__TASK BRIEF__: Go through the entries, filter for the word "delays", and copy every line that has it.

__PROVIDED DATA__:
------------------------

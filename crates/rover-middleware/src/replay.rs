//! Replay of recorded sensor logs.
//!
//! A log is a JSON-lines file, one [`SensorUpdate`] per line:
//!
//! ```text
//! # drive around the yard
//! {"source":"imu","yaw":10.0,"roll":0.0,"pitch":0.0,"timestamp":"2024-05-01T12:00:00Z"}
//! {"source":"odometry","distance":0.0,"speed":0.0,"timestamp":"2024-05-01T12:00:00.050Z"}
//! {"source":"gnss","x":1.0,"y":2.0,"height":0.0,"yaw":{"kind":"raw","deg":9.0},"timestamp":"2024-05-01T12:00:00.100Z"}
//! ```
//!
//! Blank lines and lines starting with `#` are skipped.

use std::path::Path;
use std::time::Duration;

use async_trait::async_trait;
use chrono::{DateTime, Utc};
use futures_util::StreamExt;
use futures_util::stream::{self, BoxStream};
use rover_types::{RoverError, SensorUpdate};

use crate::adapter::SensorAdapter;

/// Parse a JSON-lines sensor log.
///
/// # Errors
///
/// [`RoverError::Replay`] naming the 1-based line of the first malformed entry.
pub fn parse_log(raw: &str) -> Result<Vec<SensorUpdate>, RoverError> {
    raw.lines()
        .enumerate()
        .filter(|(_, line)| {
            let line = line.trim();
            !line.is_empty() && !line.starts_with('#')
        })
        .map(|(idx, line)| {
            serde_json::from_str(line.trim()).map_err(|e| RoverError::Replay {
                line: idx + 1,
                details: e.to_string(),
            })
        })
        .collect()
}

/// A [`SensorAdapter`] that replays a recorded log.
///
/// By default updates are delivered back to back.  With
/// [`ReplayAdapter::paced`] the gaps between consecutive timestamps are
/// reproduced, divided by the given speed-up factor.
#[derive(Debug, Clone)]
pub struct ReplayAdapter {
    id: String,
    updates: Vec<SensorUpdate>,
    speedup: Option<f64>,
}

impl ReplayAdapter {
    /// Wrap already-parsed updates.
    pub fn new(id: impl Into<String>, updates: Vec<SensorUpdate>) -> Self {
        Self {
            id: id.into(),
            updates,
            speedup: None,
        }
    }

    /// Read and parse the log at `path`.
    pub fn from_path(path: impl AsRef<Path>) -> Result<Self, RoverError> {
        let path = path.as_ref();
        let raw = std::fs::read_to_string(path)?;
        let updates = parse_log(&raw)?;
        Ok(Self::new(path.display().to_string(), updates))
    }

    /// Reproduce recorded timing, `speedup` times faster than real time.
    /// Non-positive factors disable pacing.
    pub fn paced(mut self, speedup: f64) -> Self {
        self.speedup = (speedup > 0.0).then_some(speedup);
        self
    }

    pub fn len(&self) -> usize {
        self.updates.len()
    }

    pub fn is_empty(&self) -> bool {
        self.updates.is_empty()
    }

    /// Delay to wait before each update.  Out-of-order timestamps yield no
    /// delay; a scaled gap too large for a [`Duration`] saturates.
    fn delays(&self) -> Vec<Duration> {
        let Some(speedup) = self.speedup else {
            return vec![Duration::ZERO; self.updates.len()];
        };
        let mut previous: Option<DateTime<Utc>> = None;
        self.updates
            .iter()
            .map(|update| {
                let at = update.timestamp();
                let gap = previous
                    .map(|prev| (at - prev).to_std().unwrap_or(Duration::ZERO))
                    .unwrap_or(Duration::ZERO);
                previous = Some(at);
                Duration::try_from_secs_f64(gap.as_secs_f64() / speedup).unwrap_or(Duration::MAX)
            })
            .collect()
    }
}

#[async_trait]
impl SensorAdapter for ReplayAdapter {
    fn id(&self) -> &str {
        &self.id
    }

    async fn sensor_stream(&self) -> BoxStream<'static, SensorUpdate> {
        let items: Vec<(Duration, SensorUpdate)> =
            self.delays().into_iter().zip(self.updates.clone()).collect();
        stream::iter(items)
            .then(|(delay, update)| async move {
                if !delay.is_zero() {
                    tokio::time::sleep(delay).await;
                }
                update
            })
            .boxed()
    }
}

------------------------

__TASK OUTPUT__:
    fn delays(&self) -> Vec<Duration> {
            self.delays().into_iter().zip(self.updates.clone()).collect();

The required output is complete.